Joy’s Wood in 1980 was an extension of Moseley Bog, a site of outstanding natural beauty, rich in fauna and flora, with historical attachments to the Industrial revolution, having connections to Matthew Boulton and John Baskerville, and more recently having in its environs the childhood home of J. R. R. Tolkien, fantasy author of Lord of the Rings and The Hobbit. This rich history and the precious wildlife were both cited in the campaign to save Moseley Bog. It was a campaign led by the late Joy Fifer, who had lived in the area all her life. “Save Moseley Bog” ran for ten years or more, and in 2001 Joy was awarded an MBE (Member of the Most Excellent Order of the British Empire) for her contribution to conservation of the area, and the wood was named after her. She died in 2002.

Joy did not run this local campaign alone. An alternative arts newspaper serving Moseley community helped keep the pressure on, and the Moseley Bog Conservation Group is still going today, keeping an eye open to make sure the bog stays free from speculators and remains an area of outstanding natural beauty. In 2010, the Heritage Lottery Fund awarded £376,500 towards making the area more accessible for everybody, with the inclusion of disabled access. The house in which Tolkien lived was, at the time he lived there, in the village of Sarehole, now swallowed up by the sprawling conurbation of the City of Birmingham. He was born in South Africa, but when his father died, the family moved back to the outskirts of the city.

The village of Sarehole is thought to have inspired Hobbiton in Tolkien’s fiction, and the mill featured in The Hobbit and Lord of the Rings is likely to have been based on Sarehole Mill. Sarehole Mill was once in possession of the father of Birmingham industrialist Matthew Boulton (1730-1808), who might be considered the father of the industrial revolution. Boulton himself was also friendly with the famous type-founder John Baskerville (1706-75), whose elegant fount still carries the Baskerville name. Both were members of the famous Lunar Society, and Boulton was responsible for the first steam-driven factory that gradually replaced water wheels. Sarehole Mill was for years in the possession of the Eaves family, who were corn-millers.
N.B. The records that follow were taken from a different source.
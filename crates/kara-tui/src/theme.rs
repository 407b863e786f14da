//! Color palette and style constants for the karaoke TUI.

use ratatui::style::{Color, Modifier, Style};

// ── Color palette ─────────────────────────────────────────────────────────────

pub const C_BG: Color = Color::Rgb(18, 18, 18);
pub const C_ACCENT: Color = Color::Rgb(255, 95, 95);
pub const C_PLAYING: Color = Color::Rgb(80, 200, 120);
pub const C_ERROR: Color = Color::Rgb(255, 80, 80);
pub const C_MUTED: Color = Color::Rgb(72, 72, 88);
pub const C_SECONDARY: Color = Color::Rgb(115, 115, 138);
pub const C_PRIMARY: Color = Color::Rgb(210, 210, 225);
pub const C_SELECTION_BG: Color = Color::Rgb(28, 28, 40);
pub const C_PANEL_BORDER: Color = Color::Rgb(40, 40, 52);
pub const C_PANEL_BORDER_FOCUSED: Color = Color::Rgb(120, 100, 200);
pub const C_NUMBER_HINT: Color = Color::Rgb(90, 90, 115);
pub const C_FILTER_BG: Color = Color::Rgb(20, 20, 32);
pub const C_FILTER_FG: Color = Color::Rgb(255, 200, 80);
pub const C_GROUP: Color = Color::Rgb(80, 140, 200);
pub const C_TOAST_INFO: Color = Color::Rgb(80, 160, 220);
pub const C_TOAST_SUCCESS: Color = Color::Rgb(80, 200, 120);
pub const C_TOAST_WARNING: Color = Color::Rgb(255, 184, 80);
pub const C_TOAST_ERROR: Color = Color::Rgb(255, 95, 95);
pub const C_MODE_NORMAL: Color = Color::Rgb(115, 115, 138);
pub const C_MODE_SEARCH: Color = Color::Rgb(255, 200, 80);

// ── Predefined styles ─────────────────────────────────────────────────────────

pub fn style_default() -> Style {
    Style::default().fg(C_PRIMARY)
}

pub fn style_secondary() -> Style {
    Style::default().fg(C_SECONDARY)
}

pub fn style_playing() -> Style {
    Style::default().fg(C_PLAYING)
}

pub fn style_selected() -> Style {
    Style::default().bg(C_SELECTION_BG).fg(C_PRIMARY)
}

pub fn style_focused_border() -> Style {
    Style::default().fg(C_PANEL_BORDER_FOCUSED)
}

pub fn style_unfocused_border() -> Style {
    Style::default().fg(C_PANEL_BORDER)
}

pub fn style_muted() -> Style {
    Style::default().fg(C_MUTED)
}
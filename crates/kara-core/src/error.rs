use std::path::PathBuf;

use thiserror::Error;

/// Errors surfaced by the library crate.
///
/// Only index construction is fatal to the caller; playback problems are
/// reported as outcomes (see `player::PlayOutcome`), never as errors.
#[derive(Debug, Error)]
pub enum KaraError {
    #[error("category directory missing: {0}")]
    MissingCategoryDir(PathBuf),

    #[error("failed to read {dir}: {source}")]
    Walk {
        dir: PathBuf,
        #[source]
        source: std::io::Error,
    },

    #[error("play log write failed for {path}: {source}")]
    PlayLog {
        path: PathBuf,
        #[source]
        source: std::io::Error,
    },
}
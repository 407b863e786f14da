//! Generic scrollable list widget — selection, viewport, and click handling.
//!
//! Items are replaced wholesale (on browse or search); there is no
//! incremental filtering at this level.

pub struct ScrollableList<T> {
    pub items: Vec<T>,
    pub selected: usize,
    pub scroll_offset: usize,
}

impl<T> ScrollableList<T> {
    pub fn new() -> Self {
        Self {
            items: Vec::new(),
            selected: 0,
            scroll_offset: 0,
        }
    }

    pub fn set_items(&mut self, items: Vec<T>) {
        self.items = items;
        self.selected = 0;
        self.scroll_offset = 0;
    }

    pub fn select_up(&mut self, n: usize) {
        self.selected = self.selected.saturating_sub(n);
    }

    pub fn select_down(&mut self, n: usize) {
        if self.items.is_empty() {
            return;
        }
        self.selected = (self.selected + n).min(self.items.len() - 1);
    }

    pub fn select_first(&mut self) {
        self.selected = 0;
        self.scroll_offset = 0;
    }

    pub fn select_last(&mut self) {
        self.selected = self.items.len().saturating_sub(1);
    }

    pub fn selected_item(&self) -> Option<&T> {
        self.items.get(self.selected)
    }

    /// Returns (index, &item) pairs visible in `height` rows.
    /// Call ensure_visible first to update scroll_offset.
    pub fn visible_items(&self, height: usize) -> Vec<(usize, &T)> {
        if height == 0 || self.items.is_empty() {
            return Vec::new();
        }
        let end = (self.scroll_offset + height).min(self.items.len());
        self.items[self.scroll_offset..end]
            .iter()
            .enumerate()
            .map(|(i, item)| (self.scroll_offset + i, item))
            .collect()
    }

    pub fn ensure_visible(&mut self, height: usize) {
        if height == 0 {
            return;
        }
        if self.selected < self.scroll_offset {
            self.scroll_offset = self.selected;
        } else if self.selected >= self.scroll_offset + height {
            self.scroll_offset = self.selected.saturating_sub(height - 1);
        }
    }

    /// Handle a click at `row` within the rendered area.
    /// Returns true if selection changed.
    pub fn handle_click(&mut self, row: usize) -> bool {
        let target = self.scroll_offset + row;
        if target < self.items.len() {
            self.selected = target;
            return true;
        }
        false
    }

    pub fn len(&self) -> usize {
        self.items.len()
    }

    pub fn is_empty(&self) -> bool {
        self.items.is_empty()
    }

    pub fn selected_in_view(&self, height: usize) -> usize {
        self.selected
            .saturating_sub(self.scroll_offset)
            .min(height.saturating_sub(1))
    }
}

impl<T> Default for ScrollableList<T> {
    fn default() -> Self {
        Self::new()
    }
}

#[cfg(test)]
mod tests {
    use super::*;

    fn list_of(n: usize) -> ScrollableList<usize> {
        let mut list = ScrollableList::new();
        list.set_items((0..n).collect());
        list
    }

    #[test]
    fn selection_clamps_at_both_ends() {
        let mut list = list_of(3);
        list.select_up(5);
        assert_eq!(list.selected, 0);
        list.select_down(10);
        assert_eq!(list.selected, 2);
    }

    #[test]
    fn viewport_follows_selection() {
        let mut list = list_of(20);
        list.selected = 12;
        list.ensure_visible(5);
        assert_eq!(list.scroll_offset, 8);
        let visible: Vec<usize> = list.visible_items(5).iter().map(|(i, _)| *i).collect();
        assert_eq!(visible, vec![8, 9, 10, 11, 12]);
        assert_eq!(list.selected_in_view(5), 4);
    }

    #[test]
    fn click_outside_items_is_ignored() {
        let mut list = list_of(2);
        assert!(list.handle_click(1));
        assert_eq!(list.selected, 1);
        assert!(!list.handle_click(7));
        assert_eq!(list.selected, 1);
    }

    #[test]
    fn set_items_resets_cursor() {
        let mut list = list_of(10);
        list.selected = 7;
        list.scroll_offset = 4;
        list.set_items(vec![1, 2]);
        assert_eq!(list.selected, 0);
        assert_eq!(list.scroll_offset, 0);
    }
}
The miller’s wife Sarah Eaves was left to cope on her own when her husband abandoned her, and Baskerville, never a slave to convention, moved her in with him. This caused gossip all over town. Although they were unmarried for years, she was known as Mrs Baskerville, and when her husband died she really did become Mrs Baskerville. Boulton and Baskerville both knew a bit about big business, and Boulton built the biggest manufactory in the world at the Soho Works. It had showrooms that all the nobility of Europe visited.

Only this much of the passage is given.